As explained above, the present invention enables continuous operation (for example, heating and cooling while storing heat from the sun during the day), which was not possible with conventional fixed chemical heat pumps using solid absorbents. This also makes it possible to reduce the size and weight of continuous chemical heat pumps using conventional liquid absorbents (e.g. LiBr-
_However , in the present invention, the operating steam is less than 1 atm, and a carrier gas is used, so that the vapor pressure of the absorbent is not negligible. It can be used under pressure, has simple maintenance, and has excellent effects such as the vapor pressure of the absorbent can be almost ignored.

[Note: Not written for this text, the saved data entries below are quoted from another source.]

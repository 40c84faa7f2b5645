//! Executes request descriptors over the network.
//!
//! # Design
//! `Client` never talks to the network itself; it hands each `HttpRequest` to
//! a `Transport` and gets back an `HttpResponse` or a `TransportError`. The
//! default implementation uses a ureq agent. Closures implement the trait too,
//! which is how tests stub the service.

use std::time::Duration;

use crate::error::TransportError;
use crate::http::{HttpMethod, HttpRequest, HttpResponse};

/// Sends one request and returns exactly one outcome.
pub trait Transport: Send + Sync {
    fn execute(&self, request: &HttpRequest) -> Result<HttpResponse, TransportError>;
}

impl<F> Transport for F
where
    F: Fn(&HttpRequest) -> Result<HttpResponse, TransportError> + Send + Sync,
{
    fn execute(&self, request: &HttpRequest) -> Result<HttpResponse, TransportError> {
        self(request)
    }
}

/// Blocking HTTP transport backed by `ureq`.
///
/// Status codes are returned as data rather than errors so the client decides
/// what a non-2xx answer means. The body is handed over as raw bytes without
/// ureq's default read limit, so only connection-level failures surface as
/// `TransportError`.
#[derive(Debug, Clone)]
pub struct UreqTransport {
    agent: ureq::Agent,
}

impl UreqTransport {
    pub fn new(timeout: Option<Duration>) -> Self {
        let agent = ureq::Agent::config_builder()
            .http_status_as_error(false)
            .timeout_global(timeout)
            .build()
            .new_agent();
        Self { agent }
    }
}

impl Default for UreqTransport {
    fn default() -> Self {
        Self::new(None)
    }
}

impl Transport for UreqTransport {
    fn execute(&self, request: &HttpRequest) -> Result<HttpResponse, TransportError> {
        let failed = |e: ureq::Error| TransportError::Request {
            url: request.url.clone(),
            message: e.to_string(),
        };

        let form = request.form.iter().map(|(k, v)| (k.as_str(), v.as_str()));
        let mut response = match request.method {
            HttpMethod::Post => self.agent.post(&request.url).send_form(form),
        }
        .map_err(failed)?;

        let status = response.status().as_u16();
        let headers = response
            .headers()
            .iter()
            .filter_map(|(name, value)| {
                value
                    .to_str()
                    .ok()
                    .map(|v| (name.as_str().to_string(), v.to_string()))
            })
            .collect();
        // Raw bytes with no size cap: decoding and size are the parser's concern.
        let body = response
            .body_mut()
            .with_config()
            .limit(u64::MAX)
            .read_to_vec()
            .map_err(failed)?;

        Ok(HttpResponse {
            status,
            headers,
            body,
        })
    }
}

[Brief explanation of drawings]

Fig. 1 is a circuit explanatory diagram of a chemical heat pump type air-conditioning/heating water supply system according to an embodiment of the present invention;
The figure shows the CaCl ₂ −CH ₃ OH system and the vapor pressure of CH ₃ OH −
It is a temperature characteristic diagram. 1... Gas decomposition reactor, 2... Gas absorption reactor, 3... Inorganic salt transfer device, 4... Gas absorption inorganic salt transfer device, 5... Condenser, 6... Evaporator, 7,
9, 16, 17...Connection pipe, 10...Gas transport device.

Claims (1)

[Claims] 1. A chemical heat pump is installed that takes advantage of the reversibility of the gas absorption reaction (exothermic) into the inorganic salt and the gas decomposition reaction (endothermic) from the inorganic salt that has absorbed the gas, and the gas absorption reaction on the high reaction temperature side. A gas decomposition reactor, a device for moving inorganic salts and inorganic salts that have absorbed gas, a heat collector, a condenser on the low reaction temperature side, an evaporator, a device for moving liquid, and a device for moving the inorganic salts and gases on the high temperature side. The inorganic salt that has absorbed the gas is condensed in the condenser by the inorganic salt transfer device and the inorganic salt that has absorbed the gas is circulated between the gas absorption reactor and the gas decomposition reactor by the connecting pipe and the liquid transfer device on the low temperature side. a pair of connecting pipes, a gas transport device, and a pair of connecting pipes that transport the high-temperature gas generated in the gas decomposition reactor on the high-temperature side to the condenser on the low-temperature side using a carrier gas; A pair of connecting pipes that transport low-temperature gas generated in the evaporator to the gas absorption reactor on the high temperature side using a carrier gas, a gas transport device, and a heat transfer device between the collector and the gas decomposition reactor on the high temperature side. A chemical heat pump type air-conditioning/heating and hot water supply system equipped with a connecting pipe that circulates water.